**ACTIVITY**:
Return the lines below that carry the word "ScaleResult".

**PROVIDED ENTRIES**:
◆ ◆ ◆ ◆

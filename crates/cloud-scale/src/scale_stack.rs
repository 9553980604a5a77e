//! Ordered stack of per-scale labelings.

use crate::error::{ScaleError, ScaleResult};
use crate::labeling::Labeling;

/// One [`Labeling`] per analysis scale, scales strictly increasing.
///
/// Filled one level at a time as the pipeline sweeps scales; once
/// complete it is the immutable input to persistence tracking (which
/// only relabels it through [`Labeling::apply_relabeling`]).
///
/// # Example
///
/// ```
/// use cloud_scale::{Labeling, ScaleStack};
///
/// let mut stack = ScaleStack::new();
/// stack.push(0.5, Labeling::new(10)).unwrap();
/// stack.push(1.0, Labeling::new(10)).unwrap();
///
/// assert_eq!(stack.level_count(), 2);
/// assert_eq!(stack.sample_count(), 10);
/// // Scales must keep increasing:
/// assert!(stack.push(0.75, Labeling::new(10)).is_err());
/// ```
#[derive(Debug, Clone, Default, PartialEq)]
pub struct ScaleStack {
    scales: Vec<f64>,
    levels: Vec<Labeling>,
}

impl ScaleStack {
    /// Creates an empty stack.
    #[must_use]
    pub fn new() -> Self {
        Self::default()
    }

    /// Appends a level.
    ///
    /// # Errors
    ///
    /// Returns an error if `scale` does not increase over the previous
    /// level or the labeling's sample count differs from the stack's.
    pub fn push(&mut self, scale: f64, labeling: Labeling) -> ScaleResult<()> {
        if let Some(&last) = self.scales.last() {
            if scale <= last {
                return Err(ScaleError::NonIncreasingScales {
                    level: self.scales.len(),
                    value: scale,
                });
            }
        }
        if let Some(first) = self.levels.first() {
            if labeling.sample_count() != first.sample_count() {
                return Err(ScaleError::SampleCountMismatch {
                    expected: first.sample_count(),
                    actual: labeling.sample_count(),
                });
            }
        }
        self.scales.push(scale);
        self.levels.push(labeling);
        Ok(())
    }

    /// Number of levels.
    #[must_use]
    pub fn level_count(&self) -> usize {
        self.levels.len()
    }

    /// Returns `true` if the stack holds no levels.
    #[must_use]
    pub fn is_empty(&self) -> bool {
        self.levels.is_empty()
    }

    /// Number of samples per level (0 for an empty stack).
    #[must_use]
    pub fn sample_count(&self) -> usize {
        self.levels.first().map_or(0, Labeling::sample_count)
    }

    /// The scale value of a level.
    ///
    /// # Panics
    ///
    /// Panics if `level` is out of range.
    #[must_use]
    pub fn scale(&self, level: usize) -> f64 {
        self.scales[level]
    }

    /// All scale values, finest first.
    #[must_use]
    pub fn scales(&self) -> &[f64] {
        &self.scales
    }

    /// The labeling of a level.
    ///
    /// # Panics
    ///
    /// Panics if `level` is out of range.
    #[must_use]
    pub fn labeling(&self, level: usize) -> &Labeling {
        &self.levels[level]
    }

    /// Mutable access to a level's labeling (persistence relabeling).
    ///
    /// # Panics
    ///
    /// Panics if `level` is out of range.
    pub fn labeling_mut(&mut self, level: usize) -> &mut Labeling {
        &mut self.levels[level]
    }

    /// Iterates `(scale, labeling)` pairs, finest first.
    pub fn iter(&self) -> impl Iterator<Item = (f64, &Labeling)> {
        self.scales.iter().copied().zip(self.levels.iter())
    }
}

◆ ◆ ◆ ◆

**YOUR RESPONSE**:
use crate::error::{ScaleError, ScaleResult};
    pub fn push(&mut self, scale: f64, labeling: Labeling) -> ScaleResult<()> {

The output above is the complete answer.